AVAILABLE DATA:
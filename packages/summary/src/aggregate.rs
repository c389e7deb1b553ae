//! Running totals across cleaned trips and the tables built from them.

use std::collections::{BTreeMap, BTreeSet};

use chrono::{Datelike as _, NaiveDate};
use serde::Serialize;
use taxi_nbhd_cache::LocationIndex;
use taxi_nbhd_geography_models::{NeighborhoodLabel, RoundedCoordinate};
use taxi_nbhd_trip_models::TaxiType;

use crate::clean::CleanTrip;
use crate::holidays::is_federal_holiday;

/// Passengers, time and distance by pickup location, day of week, and hour.
#[derive(Debug, Clone, PartialEq, Serialize)]
pub struct PickupsHdRow {
    /// Rounded pickup longitude.
    pub rounded_lon: String,
    /// Rounded pickup latitude.
    pub rounded_lat: String,
    /// Day of week, Monday = 0.
    pub day: u32,
    /// Hour of day.
    pub hour: u32,
    /// Total passengers.
    pub passenger_count: u64,
    /// Total trip seconds.
    pub trip_time_in_secs: i64,
    /// Total miles.
    pub trip_distance: f64,
    /// Borough of the pickup location.
    pub borough: String,
    /// Neighborhood of the pickup location.
    pub neighborhood: String,
}

/// Passengers by hour and pickup location.
#[derive(Debug, Clone, PartialEq, Eq, Serialize)]
pub struct PickupsHrRow {
    /// Hour of day.
    pub hour: u32,
    /// Rounded pickup latitude.
    pub rounded_lat: String,
    /// Rounded pickup longitude.
    pub rounded_lon: String,
    /// Total passengers.
    pub passenger_count: u64,
}

/// Per-date, per-fleet trip statistics.
#[derive(Debug, Clone, PartialEq, Serialize)]
pub struct DateAvgRow {
    /// Pickup date.
    pub date: NaiveDate,
    /// Fleet.
    #[serde(rename = "type")]
    pub taxi_type: TaxiType,
    /// Total passengers.
    pub passenger_count: u64,
    /// Mean fare.
    pub fare_amount: f64,
    /// Mean tip.
    pub tip_amount: f64,
    /// Mean distance in miles.
    pub trip_distance: f64,
    /// Number of trips.
    pub total_pickups: u64,
}

/// Passengers by neighborhood, date, and hour with calendar context.
#[derive(Debug, Clone, PartialEq, Eq)]
pub struct PickupsHdlRow {
    /// Borough and neighborhood.
    pub label: NeighborhoodLabel,
    /// Pickup date.
    pub date: NaiveDate,
    /// Hour of day.
    pub hour: u32,
    /// Total passengers, zero when no trip was observed.
    pub passenger_count: u64,
    /// Whether `date` is an observed federal holiday.
    pub holiday: bool,
    /// Day of week, Monday = 0.
    pub day_of_week: u32,
    /// Month, 1 to 12.
    pub month: u32,
}

/// All summary tables.
#[derive(Debug, Clone, Default, PartialEq)]
pub struct Summaries {
    /// See [`PickupsHdRow`].
    pub pickups_hd: Vec<PickupsHdRow>,
    /// See [`PickupsHrRow`].
    pub pickups_hr: Vec<PickupsHrRow>,
    /// See [`DateAvgRow`].
    pub date_avgs: Vec<DateAvgRow>,
    /// See [`PickupsHdlRow`].
    pub pickups_hdl: Vec<PickupsHdlRow>,
}

#[derive(Debug, Clone, Copy, Default)]
struct LocationTotals {
    passengers: u64,
    trip_secs: i64,
    distance: f64,
}

#[derive(Debug, Clone, Copy, Default)]
struct DateTotals {
    passengers: u64,
    pickups: u64,
    fare: f64,
    tip: f64,
    distance: f64,
}

/// Accumulates cleaned trips from any number of files.
///
/// Pickup locations are joined to neighborhoods through `index`; trips
/// whose location is not cached still count towards the date averages.
pub struct SummaryBuilder<'a> {
    index: &'a LocationIndex,
    by_location: BTreeMap<(RoundedCoordinate, u32, u32), LocationTotals>,
    by_date: BTreeMap<(NaiveDate, TaxiType), DateTotals>,
    by_neighborhood: BTreeMap<(NeighborhoodLabel, NaiveDate, u32), u64>,
    trips: u64,
}

impl<'a> SummaryBuilder<'a> {
    /// Creates an empty builder joining against `index`.
    #[must_use]
    pub const fn new(index: &'a LocationIndex) -> Self {
        Self {
            index,
            by_location: BTreeMap::new(),
            by_date: BTreeMap::new(),
            by_neighborhood: BTreeMap::new(),
            trips: 0,
        }
    }

    /// Adds one cleaned trip.
    pub fn add(&mut self, trip: &CleanTrip) {
        self.trips += 1;
        let (date, hour) = (trip.date(), trip.hour());

        let loc = self
            .by_location
            .entry((trip.coordinate, trip.day_of_week(), hour))
            .or_default();
        loc.passengers += trip.passengers;
        loc.trip_secs += trip.trip_secs;
        loc.distance += trip.distance;

        let day = self.by_date.entry((date, trip.taxi_type)).or_default();
        day.passengers += trip.passengers;
        day.pickups += 1;
        day.fare += trip.fare;
        day.tip += trip.tip;
        day.distance += trip.distance;

        if let Some(label) = self.index.lookup(&trip.coordinate) {
            *self
                .by_neighborhood
                .entry((label.clone(), date, hour))
                .or_default() += trip.passengers;
        }
    }

    /// Number of trips added.
    #[must_use]
    pub const fn trips(&self) -> u64 {
        self.trips
    }

    /// Builds the summary tables.
    #[must_use]
    pub fn finish(self) -> Summaries {
        let pickups_hd = self.pickups_hd();
        let pickups_hr = pickups_hr(&self.by_location, self.index);
        let date_avgs = date_avgs(&self.by_date);
        let pickups_hdl = pickups_hdl(&self.by_neighborhood);

        log::info!(
            "Summarized {} trips: {} location rows, {} date rows, {} neighborhood rows",
            self.trips,
            pickups_hd.len(),
            date_avgs.len(),
            pickups_hdl.len()
        );

        Summaries {
            pickups_hd,
            pickups_hr,
            date_avgs,
            pickups_hdl,
        }
    }

    fn pickups_hd(&self) -> Vec<PickupsHdRow> {
        self.by_location
            .iter()
            .filter_map(|(&(coord, day, hour), totals)| {
                let label = self.index.lookup(&coord)?;
                Some(PickupsHdRow {
                    rounded_lon: coord.format_lon(),
                    rounded_lat: coord.format_lat(),
                    day,
                    hour,
                    passenger_count: totals.passengers,
                    trip_time_in_secs: totals.trip_secs,
                    trip_distance: totals.distance,
                    borough: label.borough.clone(),
                    neighborhood: label.neighborhood.clone(),
                })
            })
            .collect()
    }
}

fn pickups_hr(
    by_location: &BTreeMap<(RoundedCoordinate, u32, u32), LocationTotals>,
    index: &LocationIndex,
) -> Vec<PickupsHrRow> {
    let mut by_hour: BTreeMap<(u32, i64, i64), (RoundedCoordinate, u64)> = BTreeMap::new();
    for (&(coord, _, hour), totals) in by_location {
        if index.lookup(&coord).is_none() {
            continue;
        }
        by_hour
            .entry((hour, coord.lat_units(), coord.lon_units()))
            .or_insert((coord, 0))
            .1 += totals.passengers;
    }

    by_hour
        .into_iter()
        .map(|((hour, _, _), (coord, passengers))| PickupsHrRow {
            hour,
            rounded_lat: coord.format_lat(),
            rounded_lon: coord.format_lon(),
            passenger_count: passengers,
        })
        .collect()
}

#[allow(clippy::cast_precision_loss)]
fn date_avgs(by_date: &BTreeMap<(NaiveDate, TaxiType), DateTotals>) -> Vec<DateAvgRow> {
    let mut rows: Vec<DateAvgRow> = by_date
        .iter()
        .map(|(&(date, taxi_type), totals)| {
            let n = totals.pickups as f64;
            DateAvgRow {
                date,
                taxi_type,
                passenger_count: totals.passengers,
                fare_amount: totals.fare / n,
                tip_amount: totals.tip / n,
                trip_distance: totals.distance / n,
                total_pickups: totals.pickups,
            }
        })
        .collect();

    rows.sort_by_cached_key(|r| (r.date, r.taxi_type.to_string()));
    rows
}

/// Expands observed counts over every neighborhood, date, and hour seen,
/// filling gaps with zero. Hours in which no neighborhood saw a pickup
/// get no rows.
fn pickups_hdl(by_neighborhood: &BTreeMap<(NeighborhoodLabel, NaiveDate, u32), u64>) -> Vec<PickupsHdlRow> {
    let labels: BTreeSet<&NeighborhoodLabel> = by_neighborhood.keys().map(|(l, _, _)| l).collect();
    let dates: BTreeSet<NaiveDate> = by_neighborhood.keys().map(|&(_, d, _)| d).collect();
    let hours: BTreeSet<u32> = by_neighborhood.keys().map(|&(_, _, h)| h).collect();

    let mut rows = Vec::with_capacity(labels.len() * dates.len() * hours.len());
    for label in &labels {
        for &date in &dates {
            let holiday = is_federal_holiday(date);
            for &hour in &hours {
                let key = ((*label).clone(), date, hour);
                rows.push(PickupsHdlRow {
                    passenger_count: by_neighborhood.get(&key).copied().unwrap_or(0),
                    label: key.0,
                    date,
                    hour,
                    holiday,
                    day_of_week: date.weekday().num_days_from_monday(),
                    month: date.month(),
                });
            }
        }
    }
    rows
}

#[cfg(test)]
mod tests {
    use chrono::NaiveDateTime;
    use taxi_nbhd_geography_models::ResolvedLocation;

    use super::*;

    fn coord(lon: f64, lat: f64) -> RoundedCoordinate {
        RoundedCoordinate::from_degrees(lon, lat, 3).unwrap()
    }

    fn label(borough: &str, neighborhood: &str) -> NeighborhoodLabel {
        NeighborhoodLabel {
            borough: borough.to_string(),
            neighborhood: neighborhood.to_string(),
        }
    }

    fn index() -> LocationIndex {
        LocationIndex::from_locations(vec![
            ResolvedLocation::resolved(coord(-73.985, 40.748), label("Manhattan", "Midtown")),
            ResolvedLocation::resolved(coord(-73.944, 40.714), label("Brooklyn", "Williamsburg")),
        ])
    }

    fn trip(taxi_type: TaxiType, at: &str, lon: f64, lat: f64, passengers: u64) -> CleanTrip {
        CleanTrip {
            taxi_type,
            pickup_time: NaiveDateTime::parse_from_str(at, "%Y-%m-%d %H:%M:%S").unwrap(),
            coordinate: coord(lon, lat),
            passengers,
            trip_secs: 600,
            distance: 2.0,
            fare: 10.0,
            tip: 2.0,
            total: 12.5,
        }
    }

    fn build(trips: &[CleanTrip]) -> Summaries {
        let index = index();
        let mut builder = SummaryBuilder::new(&index);
        for t in trips {
            builder.add(t);
        }
        builder.finish()
    }

    #[test]
    fn location_totals_drop_uncached_coordinates() {
        let summaries = build(&[
            trip(TaxiType::Yellow, "2015-01-15 08:10:00", -73.985, 40.748, 1),
            trip(TaxiType::Green, "2015-01-15 08:50:00", -73.985, 40.748, 3),
            trip(TaxiType::Yellow, "2015-01-15 08:20:00", -73.5, 40.5, 2),
        ]);

        assert_eq!(summaries.pickups_hd.len(), 1);
        let row = &summaries.pickups_hd[0];
        assert_eq!(row.rounded_lon, "-73.985");
        assert_eq!(row.rounded_lat, "40.748");
        assert_eq!((row.day, row.hour), (3, 8));
        assert_eq!(row.passenger_count, 4);
        assert_eq!(row.trip_time_in_secs, 1_200);
        assert_eq!(row.neighborhood, "Midtown");

        assert_eq!(
            summaries.pickups_hr,
            vec![PickupsHrRow {
                hour: 8,
                rounded_lat: "40.748".to_string(),
                rounded_lon: "-73.985".to_string(),
                passenger_count: 4,
            }]
        );
    }

    #[test]
    fn date_averages_keep_every_clean_trip() {
        let mut cheap = trip(TaxiType::Yellow, "2015-01-15 08:20:00", -73.5, 40.5, 2);
        cheap.fare = 6.0;
        let summaries = build(&[
            trip(TaxiType::Yellow, "2015-01-15 08:10:00", -73.985, 40.748, 1),
            cheap,
            trip(TaxiType::Green, "2015-01-15 09:00:00", -73.944, 40.714, 1),
        ]);

        let types: Vec<TaxiType> = summaries.date_avgs.iter().map(|r| r.taxi_type).collect();
        assert_eq!(types, vec![TaxiType::Green, TaxiType::Yellow]);

        let yellow = &summaries.date_avgs[1];
        assert_eq!(yellow.total_pickups, 2);
        assert_eq!(yellow.passenger_count, 3);
        assert!((yellow.fare_amount - 8.0).abs() < 1e-9);
        assert!((yellow.tip_amount - 2.0).abs() < 1e-9);
    }

    #[test]
    fn neighborhood_table_is_zero_filled() {
        let summaries = build(&[
            trip(TaxiType::Yellow, "2015-07-03 08:10:00", -73.985, 40.748, 2),
            trip(TaxiType::Yellow, "2015-07-05 09:10:00", -73.944, 40.714, 1),
        ]);

        // 2 neighborhoods x 2 dates x 2 hours
        assert_eq!(summaries.pickups_hdl.len(), 8);
        let hours: BTreeSet<u32> = summaries.pickups_hdl.iter().map(|r| r.hour).collect();
        assert_eq!(hours, BTreeSet::from([8, 9]));
        let nonzero: Vec<&PickupsHdlRow> = summaries
            .pickups_hdl
            .iter()
            .filter(|r| r.passenger_count > 0)
            .collect();
        assert_eq!(nonzero.len(), 2);

        let first = &summaries.pickups_hdl[0];
        assert_eq!(first.label.borough, "Brooklyn");
        assert_eq!(first.date, NaiveDate::from_ymd_opt(2015, 7, 3).unwrap());
        assert_eq!(first.hour, 8);
        assert_eq!(first.passenger_count, 0);
        assert!(first.holiday);
        assert_eq!(first.day_of_week, 4);
        assert_eq!(first.month, 7);

        let last = summaries.pickups_hdl.last().unwrap();
        assert_eq!(last.label.neighborhood, "Midtown");
        assert!(!last.holiday);
        assert_eq!(last.day_of_week, 6);
    }

    #[test]
    fn empty_input_builds_empty_tables() {
        assert_eq!(build(&[]), Summaries::default());
    }
}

EXERCISE DIRECTIONS: The expected result is a copy of each line in the records where "derive" appears.

ANSWER TO THE PROBLEM:
#[derive(Debug, Clone, PartialEq, Serialize)]
#[derive(Debug, Clone, PartialEq, Eq, Serialize)]
#[derive(Debug, Clone, PartialEq, Serialize)]
#[derive(Debug, Clone, PartialEq, Eq)]
#[derive(Debug, Clone, Default, PartialEq)]
#[derive(Debug, Clone, Copy, Default)]
#[derive(Debug, Clone, Copy, Default)]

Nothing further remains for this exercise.